Sobre “Café”, a primeira impressão é a de que se trata de uma canção esquisita. Isso porque o que chega primeiro ao ouvinte é um arranjo desconcertante, com um baixo bem marcado que traz notas que remetem a uma sensação de tensão, seguido por um barulho de percussão que lembra uma onomatopeia de desenho animado, como uma engrenagem de uma máquina que trabalha.
Depois, essa esquisitice é reforçada por um som de teclas mais agudas, que trazem uma atmosfera onírica, como se, até ali, tudo se tratasse de um sonho bizarro. E, para fechar a introdução, entra um riff de guitarra, também um pouco medonho, antecedendo o canto de Ana Spalter. Tudo isso apenas nos primeiros 20 segundos da canção.

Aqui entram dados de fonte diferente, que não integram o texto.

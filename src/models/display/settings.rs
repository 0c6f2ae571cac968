//! Organization settings view

use colored::Colorize;
use serde::Serialize;

use crate::cli::OutputFormat;
use crate::client::models::OrganizationInfo;
use crate::error::Result;
use crate::models::links::Routes;
use crate::models::plan::{PlanAction, PlanState, resolve_plan_state};
use crate::output::table::{FieldRow, format_table};
use crate::output::{Formattable, json};

/// Marketplace plan section of the organization settings page.
#[derive(Debug, Clone, Serialize)]
pub struct OrgSettingsView {
    pub organization: String,
    pub role: String,
    pub plan: PlanState,
    pub actions: Vec<PlanAction>,
    pub balance_in_credits: String,
    pub settings_url: String,
}

impl OrgSettingsView {
    pub fn new(info: &OrganizationInfo, routes: &Routes<'_>) -> Self {
        let plan = resolve_plan_state(info);
        let actions = plan.actions(&info.name);

        Self {
            organization: info.name.clone(),
            role: info.role.clone(),
            plan,
            actions,
            balance_in_credits: info.balance_display().to_string(),
            settings_url: routes.organization_settings(&info.name),
        }
    }

    fn rows(&self) -> Vec<FieldRow> {
        let mut rows = vec![
            FieldRow::new("Organization", self.organization.as_str()),
            FieldRow::new("Role", self.role.as_str()),
        ];

        match &self.plan {
            PlanState::NoPlan => rows.push(FieldRow::new("Plan", "none")),
            PlanState::ActivePaidPlan(plan) => {
                rows.push(FieldRow::new("Plan", plan.plan_name.as_str()));
                rows.push(FieldRow::new("Seats", plan.seats.to_string()));
                rows.push(FieldRow::new("Active users", plan.active_users.to_string()));
                rows.push(FieldRow::new("Available seats", plan.available_seats.to_string()));
                if let Some(trial) = plan.trial {
                    rows.push(FieldRow::new("Free trial days left", trial.days_left.to_string()));
                }
            }
        }

        rows.push(FieldRow::new("Compute credits", self.balance_in_credits.as_str()));
        for action in &self.actions {
            rows.push(FieldRow::new(action.label(), action.url()));
        }
        rows
    }

    fn render_pretty(&self) -> String {
        let mut out = format!(
            "{}\n\n{}\n",
            format!("Settings for {} organization", self.organization).bold(),
            "GitHub Settings".underline()
        );

        match &self.plan {
            PlanState::NoPlan => {
                out.push_str("No GitHub Marketplace plan has been configured!\n");
            }
            PlanState::ActivePaidPlan(plan) => {
                out.push_str(&format!(
                    "Purchased GitHub Plan: {} for {} seats\n",
                    plan.plan_name.bold(),
                    plan.seats.to_string().bold()
                ));
                out.push_str(&format!(
                    "Amount of monthly active users under the plan: {}\n",
                    plan.active_users.to_string().bold()
                ));
                let available = plan.available_seats.to_string();
                let available = if plan.available_seats < 0 {
                    available.red().bold()
                } else {
                    available.bold()
                };
                out.push_str(&format!("Available seats: {}\n", available));
            }
        }

        if let Some(trial) = self.plan.trial() {
            out.push_str(&format!(
                "{} {}\n",
                "Days of Free Trial left:".yellow(),
                trial.days_left.to_string().yellow().bold()
            ));
        }

        out.push('\n');
        for action in &self.actions {
            out.push_str(&format!("→ {}: {}\n", action.label().cyan(), action.url()));
        }

        out.push_str(&format!(
            "\nCompute credits: {}\n{} {}",
            self.balance_in_credits.bold(),
            "Dashboard:".dimmed(),
            self.settings_url
        ));
        out
    }
}

impl Formattable for OrgSettingsView {
    fn format(&self, format: OutputFormat) -> Result<String> {
        match format {
            OutputFormat::Json => Ok(json::format_json(self)?),
            OutputFormat::Table => Ok(format_table(&self.rows())),
            OutputFormat::Pretty => Ok(self.render_pretty()),
        }
    }
}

Na sequência dessa organizada confusão, a primeira frase cantada por Ana é justamente “Acorda de manhã, esquenta a água e faz café”, como alguém que, de fato, acaba de acordar de um sonho (ou pesadelo). E, de volta ao mundo material, a artista fala sobre a rotina nos primeiros versos, que seguem uma mesma melodia, criando uma sensação repetitiva, de alguém que parece estar cansada da mesmice do cotidiano.

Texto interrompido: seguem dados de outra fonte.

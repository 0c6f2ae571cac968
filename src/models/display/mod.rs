//! Display model implementations for table and JSON output
//!
//! Display models transform API response types into CLI-friendly formats
//! with appropriate column names and serialization.

mod build;
mod common;
mod credits;
mod settings;
mod transaction;

pub use build::RepositoryBuildsView;
pub use credits::CreditsView;
pub use settings::OrgSettingsView;
pub use transaction::TransactionsView;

E, sim, e em meio a essa “esquisitice sonora” dá até para enxergar uma conexão tão em voga na CENA, principalmente a paulistana, de se aproximar da vanguarda de SP dos anos 80, algo que praticam Sophia Chablau e Ana Frango Elétrico (embora carioca), entre outros nomes.
“O mundo não para”
Segundo a artista, “Café” traz a história de alguém que sofre de saudade por um antigo amor, mas que segue firme na rotina para não se “distrair” com isso. Essa dicotomia entre o sonho e o concreto também é percebida na discrepância entre os versos e o refrão, este que surge mais doce, apesar de melancólico, para quebrar a tensão da música.

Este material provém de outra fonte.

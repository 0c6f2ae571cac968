//! Compute credit transaction display models

use colored::Colorize;
use serde::Serialize;
use tabled::Tabled;

use super::common::{format_as_iso_datetime, or_placeholder};
use crate::cli::OutputFormat;
use crate::client::models::Transaction;
use crate::error::Result;
use crate::output::json::{PageMeta, format_json_page};
use crate::output::{Formattable, table};

/// Transaction row for table/JSON output.
#[derive(Debug, Clone, Tabled, Serialize)]
pub struct TransactionDisplay {
    #[tabled(rename = "TIME")]
    pub time: String,

    #[tabled(rename = "TASK ID")]
    pub task_id: String,

    #[tabled(rename = "REPOSITORY")]
    pub repository: String,

    #[tabled(rename = "CREDITS")]
    pub credits: String,
}

impl From<&Transaction> for TransactionDisplay {
    fn from(tx: &Transaction) -> Self {
        Self {
            time: format_as_iso_datetime(tx.timestamp),
            task_id: or_placeholder(tx.task_id.as_deref()),
            repository: or_placeholder(tx.repository_name.as_deref()),
            credits: or_placeholder(tx.credits_amount.as_deref()),
        }
    }
}

impl From<Transaction> for TransactionDisplay {
    fn from(tx: Transaction) -> Self {
        Self::from(&tx)
    }
}

/// Shown when no page came back before the listing stopped
const NOT_LOADED: &str = "Interrupted before any transactions were loaded.";

/// A loaded run of transactions and where it stopped.
#[derive(Debug, Clone, Serialize)]
pub struct TransactionsView {
    pub transactions: Vec<TransactionDisplay>,
    pub page: PageMeta,
    /// False until at least one page has come back
    #[serde(skip)]
    pub loaded: bool,
}

impl TransactionsView {
    pub fn new<'a>(
        transactions: impl IntoIterator<Item = &'a Transaction>,
        end_cursor: Option<&str>,
        has_next_page: bool,
    ) -> Self {
        Self {
            transactions: transactions.into_iter().map(TransactionDisplay::from).collect(),
            page: PageMeta {
                end_cursor: end_cursor.map(str::to_string),
                has_next_page,
            },
            loaded: true,
        }
    }

    /// Mark whether any page has come back yet.
    pub fn with_loaded(mut self, loaded: bool) -> Self {
        self.loaded = loaded;
        self
    }

    fn is_unloaded(&self) -> bool {
        !self.loaded && self.transactions.is_empty()
    }

    /// Hint for fetching the next page, if there is one.
    pub fn continuation_hint(&self) -> Option<String> {
        if !self.page.has_next_page {
            return None;
        }
        self.page.end_cursor.as_ref().map(|cursor| {
            format!(
                "More transactions available: cirrusop credits transactions --after {}",
                cursor
            )
        })
    }
}

impl Formattable for TransactionsView {
    fn format(&self, format: OutputFormat) -> Result<String> {
        match format {
            OutputFormat::Json => Ok(format_json_page(&self.transactions, self.page.clone())?),
            OutputFormat::Table | OutputFormat::Pretty if self.is_unloaded() => {
                Ok(NOT_LOADED.yellow().to_string())
            }
            OutputFormat::Table => Ok(table::format_table(&self.transactions)),
            OutputFormat::Pretty => {
                if self.transactions.is_empty() {
                    return Ok("No transactions yet.".dimmed().to_string());
                }
                let mut out = table::format_table(&self.transactions);
                if let Some(hint) = self.continuation_hint() {
                    out.push_str(&format!("\n{}", hint.dimmed()));
                }
                Ok(out)
            }
        }
    }
}

#[cfg(test)]
mod tests {
    use super::*;

    fn tx(task: &str, amount: &str) -> Transaction {
        Transaction {
            timestamp: Some(1_736_942_400_000),
            task_id: Some(task.to_string()),
            repository_name: Some("cirruslabs/cirrus-ci-web".to_string()),
            credits_amount: Some(amount.to_string()),
        }
    }

    #[test]
    fn test_transaction_display() {
        let display = TransactionDisplay::from(tx("123", "0.42"));

        assert_eq!(display.time, "2025-01-15T12:00:00Z");
        assert_eq!(display.task_id, "123");
        assert_eq!(display.repository, "cirruslabs/cirrus-ci-web");
        assert_eq!(display.credits, "0.42");
    }

    #[test]
    fn test_transaction_display_placeholders() {
        let display = TransactionDisplay::from(Transaction::default());

        assert_eq!(display.time, "--");
        assert_eq!(display.task_id, "--");
        assert_eq!(display.repository, "--");
        assert_eq!(display.credits, "--");
    }

    #[test]
    fn test_continuation_hint() {
        let txs = [tx("1", "0.10")];
        let view = TransactionsView::new(&txs, Some("c1"), true);
        assert_eq!(
            view.continuation_hint().as_deref(),
            Some("More transactions available: cirrusop credits transactions --after c1")
        );

        let view = TransactionsView::new(&txs, Some("c1"), false);
        assert!(view.continuation_hint().is_none());
    }

    #[test]
    fn test_json_carries_page_meta() {
        let txs = [tx("1", "0.10"), tx("2", "0.20")];
        let view = TransactionsView::new(&txs, Some("c2"), true);

        let output = view.format(OutputFormat::Json).unwrap();
        let value: serde_json::Value = serde_json::from_str(&output).unwrap();

        assert_eq!(value["data"].as_array().unwrap().len(), 2);
        assert_eq!(value["data"][1]["task_id"], "2");
        assert_eq!(value["meta"]["page"]["endCursor"], "c2");
    }

    #[test]
    fn test_empty_table() {
        let none: [Transaction; 0] = [];
        let view = TransactionsView::new(&none, None, false);
        assert_eq!(view.format(OutputFormat::Table).unwrap(), "No results found.");
    }

    #[test]
    fn test_unloaded_view_is_not_the_empty_state() {
        colored::control::set_override(false);
        let none: [Transaction; 0] = [];

        let view = TransactionsView::new(&none, None, true).with_loaded(false);
        let pretty = view.format(OutputFormat::Pretty).unwrap();
        assert_eq!(pretty, NOT_LOADED);
        assert!(!pretty.contains("No transactions yet."));
        assert_eq!(view.format(OutputFormat::Table).unwrap(), NOT_LOADED);

        let view = TransactionsView::new(&none, None, false);
        assert_eq!(
            view.format(OutputFormat::Pretty).unwrap(),
            "No transactions yet."
        );
    }
}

Outro aspecto interessante do lançamento é sua parte visual, ilustrada por fotografias de Ana Spalter vestida de forma colorida e meio circense. Isso certamente contribui para a atmosfera cartunesca da canção.
Vale destacar também que esse primeiro disco de Ana Spalter, que sai ainda neste mês, foi produzido por Betão Aguiar, conhecido por trabalhos com alguns dos maiores artistas do país como Caetano Veloso, Marisa Monte e Gilberto Gil. Isso certamente colabora na boa expectativa em relação ao trabalho.
De modo geral, “Café” tem um arranjo criativo, com compassos ímpares e outras esquisitices como as mencionadas acima e, ao mesmo tempo, apresenta uma mensagem bastante comum e humana, com a qual diversos ouvintes podem se identificar. Afinal, quem nunca se encheu de ocupação para se distrair de algum problema ou de alguém?
Bem, enquanto as outras coisas não vêm, “Café” faz uma ótima apresentação da obra de Ana Spalter.